Run a competitor content audit here too, to spot gaps your competitors aren’t exploiting. Or areas they already dominate.
When you finish the WHAT stage, you should have a comprehensive list of possible content topics relevant to each persona, their buying stage, and each cluster.
Balance impact on your WHY against resource requirements, so you don’t bite off more than you can chew. Scoring a quick win will boost your content team’s morale before you move onto bigger, more time- and cost-intensive projects.
WHEN will you create?
If you don’t create a content calendar for your HR tech business, you’ll struggle to execute your strategy. A content calendar brings everyone onto the same page and keeps people accountable.
It’s a framework showing how all the moving parts of your content machine should slot together.
Depending how many people are involved in creating content, you might want a top-level content calendar and a deep-dive content calendar for the team.
The top-level calendar gives a bird’s eye view: this is what we’re creating and when. The deep-dive calendar breaks down each piece into production stages and deadlines, so everyone knows what their responsibility is.
So you don’t end up starting a customer success eBook then realising you didn’t build in time for customer surveys.
WHERE will you distribute?
Creating amazing content for your HR tech blog doesn’t automatically mean you’ll enjoy fabulous results.
Long-term, your SEO efforts will start to pay off and your organic traffic will swell.
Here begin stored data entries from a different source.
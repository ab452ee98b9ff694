use std::fmt;
use std::hash::{
    Hash,
    Hasher
};
use std::iter::Copied;
use std::slice::Iter;

use serde::{
    Deserialize,
    Serialize
};
use tracing::debug;

use crate::function::function::Function;
use crate::function::functionerror::{
    FunctionError,
    Result
};
use crate::tabulated::functionpoint::FunctionPoint;
use crate::tabulated::tabulatedfunction::{
    STORE_EPSILON,
    TabulatedFunction,
    check_neighbours,
    fmt_points,
    hash_points,
    interpolate,
    points_equal,
    uniform_points,
    validate_points
};
use crate::tabulated::tabulatedfunctionfactory::TabulatedFunctionType;

/// Tabulated function backed by a contiguous `Vec`.
///
/// Indexed access is O(1); `add_point` and `delete_point` shift the tail.
#[derive(Debug, Clone, Serialize, Deserialize)]
#[serde(try_from = "Vec<FunctionPoint>", into = "Vec<FunctionPoint>")]
pub struct ArrayTabulatedFunction {
    points: Vec<FunctionPoint>,
}

impl ArrayTabulatedFunction {
    pub const MIN_POINTS_COUNT: usize = 2;

    /// `points_count` evenly spaced points over `[left_x, right_x]`, all with y = 0.
    pub fn new(left_x: f64, right_x: f64, points_count: usize) -> Result<ArrayTabulatedFunction> {
        Self::with_values(left_x, right_x, &vec![0.0; points_count])
    }

    pub fn with_values(left_x: f64, right_x: f64, values: &[f64]) -> Result<ArrayTabulatedFunction> {
        let points = uniform_points(left_x, right_x, values)?;
        debug!(points_count = points.len(), left_x, right_x, "array tabulated function created");
        Ok(ArrayTabulatedFunction { points })
    }

    /// Copies `points`, which must be strictly increasing in X.
    pub fn from_points(points: &[FunctionPoint]) -> Result<ArrayTabulatedFunction> {
        validate_points(points)?;
        debug!(points_count = points.len(), "array tabulated function created from points");
        Ok(ArrayTabulatedFunction { points: points.to_vec() })
    }

    pub fn iter(&self) -> Copied<Iter<'_, FunctionPoint>> {
        self.points.iter().copied()
    }

    fn neighbours(&self, index: usize) -> (Option<f64>, Option<f64>) {
        let prev_x = index.checked_sub(1).map(|i| self.points[i].x());
        let next_x = self.points.get(index + 1).map(|p| p.x());
        (prev_x, next_x)
    }
}

impl Function for ArrayTabulatedFunction {
    fn domain_left(&self) -> f64 {
        self.points.first().map_or(f64::NAN, |p| p.x())
    }

    fn domain_right(&self) -> f64 {
        self.points.last().map_or(f64::NAN, |p| p.x())
    }

    fn value(&self, x: f64) -> f64 {
        if !(x >= self.domain_left() && x <= self.domain_right()) {
            return f64::NAN;
        }
        interpolate(self.iter(), x)
    }
}

impl TabulatedFunction for ArrayTabulatedFunction {
    fn function_type(&self) -> TabulatedFunctionType {
        TabulatedFunctionType::Array
    }

    fn min_points_count(&self) -> usize {
        Self::MIN_POINTS_COUNT
    }

    fn points_count(&self) -> usize {
        self.points.len()
    }

    fn point(&self, index: usize) -> Result<FunctionPoint> {
        FunctionError::check_index(index, self.points.len())?;
        Ok(self.points[index])
    }

    fn set_point(&mut self, index: usize, point: FunctionPoint) -> Result<()> {
        FunctionError::check_index(index, self.points.len())?;
        let (prev_x, next_x) = self.neighbours(index);
        check_neighbours(prev_x, next_x, point.x())?;
        self.points[index] = point;
        Ok(())
    }

    fn set_point_y(&mut self, index: usize, y: f64) -> Result<()> {
        FunctionError::check_index(index, self.points.len())?;
        self.points[index] = self.points[index].with_y(y);
        Ok(())
    }

    fn add_point(&mut self, point: FunctionPoint) -> Result<()> {
        let x = point.x();
        if !x.is_finite() {
            return Err(FunctionError::order(format!("x {x} is not finite")));
        }
        if let Some(existing) = self.points.iter().find(|p| (p.x() - x).abs() < STORE_EPSILON) {
            return Err(FunctionError::order(format!(
                "a point with x {} already exists",
                existing.x()
            )));
        }
        let position = self.points.partition_point(|p| p.x() < x);
        self.points.insert(position, point);
        Ok(())
    }

    fn delete_point(&mut self, index: usize) -> Result<()> {
        FunctionError::check_index(index, self.points.len())?;
        if self.points.len() <= Self::MIN_POINTS_COUNT {
            return Err(FunctionError::InvariantViolation(format!(
                "cannot delete a point: fewer than {} points would remain",
                Self::MIN_POINTS_COUNT
            )));
        }
        self.points.remove(index);
        Ok(())
    }

    fn iter(&self) -> Box<dyn Iterator<Item = FunctionPoint> + '_> {
        Box::new(ArrayTabulatedFunction::iter(self))
    }

    fn clone_box(&self) -> Box<dyn TabulatedFunction> {
        Box::new(self.clone())
    }
}

impl<T: TabulatedFunction + ?Sized> PartialEq<T> for ArrayTabulatedFunction {
    fn eq(&self, other: &T) -> bool {
        points_equal(self, other)
    }
}

impl Hash for ArrayTabulatedFunction {
    fn hash<H: Hasher>(&self, state: &mut H) {
        hash_points(self, state)
    }
}

impl fmt::Display for ArrayTabulatedFunction {
    fn fmt(&self, f: &mut fmt::Formatter<'_>) -> fmt::Result {
        fmt_points(self, f)
    }
}

impl TryFrom<Vec<FunctionPoint>> for ArrayTabulatedFunction {
    type Error = FunctionError;

    fn try_from(points: Vec<FunctionPoint>) -> Result<ArrayTabulatedFunction> {
        validate_points(&points)?;
        Ok(ArrayTabulatedFunction { points })
    }
}

impl From<ArrayTabulatedFunction> for Vec<FunctionPoint> {
    fn from(function: ArrayTabulatedFunction) -> Vec<FunctionPoint> {
        function.points
    }
}

impl<'a> IntoIterator for &'a ArrayTabulatedFunction {
    type Item = FunctionPoint;
    type IntoIter = Copied<Iter<'a, FunctionPoint>>;

    fn into_iter(self) -> Self::IntoIter {
        self.iter()
    }
}


#[cfg(test)]
mod tests {
    use super::*;

    fn parabola() -> ArrayTabulatedFunction {
        ArrayTabulatedFunction::from_points(&[
            FunctionPoint::new(0.0, 0.0),
            FunctionPoint::new(1.0, 1.0),
            FunctionPoint::new(2.0, 4.0),
        ])
        .unwrap()
    }

    #[test]
    fn builds_uniform_grid_with_zero_values() {
        let function = ArrayTabulatedFunction::new(0.0, 10.0, 3).unwrap();
        assert_eq!(function.points_count(), 3);
        assert_eq!(function.point(1).unwrap(), FunctionPoint::new(5.0, 0.0));
        assert_eq!(function.domain_left(), 0.0);
        assert_eq!(function.domain_right(), 10.0);
    }

    #[test]
    fn rejects_invalid_construction() {
        assert!(matches!(ArrayTabulatedFunction::new(0.0, 1.0, 1), Err(FunctionError::ArgumentError(_))));
        assert!(matches!(ArrayTabulatedFunction::new(1.0, 0.0, 3), Err(FunctionError::ArgumentError(_))));
        assert!(matches!(
            ArrayTabulatedFunction::from_points(&[FunctionPoint::new(1.0, 0.0), FunctionPoint::new(1.0, 1.0)]),
            Err(FunctionError::ArgumentError(_))
        ));
    }

    #[test]
    fn evaluates_by_linear_interpolation() {
        let function = parabola();
        assert_eq!(function.value(0.5), 0.5);
        assert_eq!(function.value(1.5), 2.5);
        assert_eq!(function.value(2.0), 4.0);
        assert!(function.value(-1.0).is_nan());
        assert!(function.value(2.0 + 1e-12).is_nan());
    }

    #[test]
    fn index_access_is_bounds_checked() {
        let function = parabola();
        assert_eq!(function.point_x(2).unwrap(), 2.0);
        assert_eq!(function.point_y(2).unwrap(), 4.0);
        assert!(matches!(function.point(3), Err(FunctionError::IndexOutOfRange { index: 3, count: 3 })));
        assert!(matches!(function.point_x(7), Err(FunctionError::IndexOutOfRange { .. })));
    }

    #[test]
    fn set_point_keeps_order() {
        let mut function = parabola();
        function.set_point(1, FunctionPoint::new(0.5, 7.0)).unwrap();
        assert_eq!(function.point(1).unwrap(), FunctionPoint::new(0.5, 7.0));

        assert!(matches!(function.set_point(1, FunctionPoint::new(2.0, 0.0)), Err(FunctionError::OrderViolation(_))));
        assert!(matches!(function.set_point_x(1, 0.0), Err(FunctionError::OrderViolation(_))));
        assert!(matches!(function.set_point(5, FunctionPoint::new(1.0, 0.0)), Err(FunctionError::IndexOutOfRange { .. })));

        // the outer points are only bounded on one side
        function.set_point_x(0, -100.0).unwrap();
        function.set_point_x(2, 100.0).unwrap();
        assert_eq!(function.domain_left(), -100.0);
        assert_eq!(function.domain_right(), 100.0);
    }

    #[test]
    fn set_point_y_has_no_order_constraint() {
        let mut function = parabola();
        function.set_point_y(2, -5.0).unwrap();
        assert_eq!(function.point_y(2).unwrap(), -5.0);
        assert!(function.set_point_y(3, 0.0).is_err());
    }

    #[test]
    fn add_point_inserts_in_order() {
        let mut function = parabola();
        function.add_point(FunctionPoint::new(1.5, 2.0)).unwrap();
        function.add_point(FunctionPoint::new(-1.0, 1.0)).unwrap();
        function.add_point(FunctionPoint::new(3.0, 9.0)).unwrap();
        let xs: Vec<f64> = function.iter().map(|p| p.x()).collect();
        assert_eq!(xs, vec![-1.0, 0.0, 1.0, 1.5, 2.0, 3.0]);

        assert!(matches!(
            function.add_point(FunctionPoint::new(1.0 + 1e-11, 0.0)),
            Err(FunctionError::OrderViolation(_))
        ));
        assert_eq!(function.points_count(), 6);
    }

    #[test]
    fn delete_point_stops_at_two_points() {
        let mut function = parabola();
        assert!(matches!(function.delete_point(3), Err(FunctionError::IndexOutOfRange { .. })));
        function.delete_point(1).unwrap();
        assert_eq!(function.points_count(), 2);
        assert!(matches!(function.delete_point(0), Err(FunctionError::InvariantViolation(_))));
    }

    #[test]
    fn clone_is_independent() {
        let original = parabola();
        let mut copy = original.clone();
        copy.set_point_y(0, 100.0).unwrap();
        assert_eq!(original.point_y(0).unwrap(), 0.0);
        assert_ne!(original, copy);
    }

    #[test]
    fn displays_points() {
        assert_eq!(parabola().to_string(), "{(0; 0), (1; 1), (2; 4)}");
    }

    #[test]
    fn serde_json_round_trip() {
        let function = parabola();
        let json = serde_json::to_string(&function).unwrap();
        let restored: ArrayTabulatedFunction = serde_json::from_str(&json).unwrap();
        assert_eq!(restored, function);

        let unordered = r#"[{"x":1.0,"y":0.0},{"x":0.0,"y":0.0}]"#;
        assert!(serde_json::from_str::<ArrayTabulatedFunction>(unordered).is_err());
    }
}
But right now, your content strategy should outline other distribution paths.
Distribution paths like…
You can’t just set and forget these distribution methods. Email, for example, depends on how good your existing list is. Social media depends on how engaged your followers are.
There’s no point promoting your content on Twitter if your average Twitter engagement is nil, essentially.
Content marketing doesn’t work in isolation. You also need to actively develop your distribution paths, so they act as an effective conduit for your content.
You can also leverage other people’s pre-built distribution paths via blogger outreach or influencer engagement. This is a time-consuming practice but can help you build backlinks which will accelerate your SEO prowess.
HOW will you scale?
Once you know your content machine moves, it’s time to pick up the pace. But that’s a problem for many HR tech businesses. Especially high-growth businesses using content to mastermind impending world domination.
To avoid delays and costly confusion, your content strategy should outline how you’ll scale your efforts.
That’ll tend to be things like…
Choosing the right tools to automate, distribute, measure, curate and publish content, to free up bandwidth;
Growing your in-house content teams, or supplementing them with freelance copywriters and content writers;
Rethinking processes to empower smarter cross-functional collaboration, so content happens faster;
Learning what works and what doesn’t, refining your approach so you gradually have more smash hits;
Being smart about how you reuse and repurpose your existing content library, so you need to create less from scratch;
Investing in more exceptional evergreen content, to get more bang for your content marketing buck;
Tightening your strategy so your content efforts tie ever more closely to business goals, with less and less wastage.
When you’re fighting to scale, you need a greater quantity of content. But don’t fall into the trap of letting quantity overcome quality.
The key is to build the processes to increase quantity without sacrificing quality. While increasing quality, in fact, so you have fewer misses and more hits with the content you put out.
B2B content strategy gives you more hits and fewer misses
Most HR tech businesses know, doing content marketing and doing content marketing successfully are two very different things.
Even if you do everything right. Even the best content can sometimes find itself languishing forgotten in some dusty corner of the internet. It’s heart-breaking.
But a robust content strategy makes you more likely to succeed. It boosts your chances considerably, and makes those dusty corners retreat that little bit further away.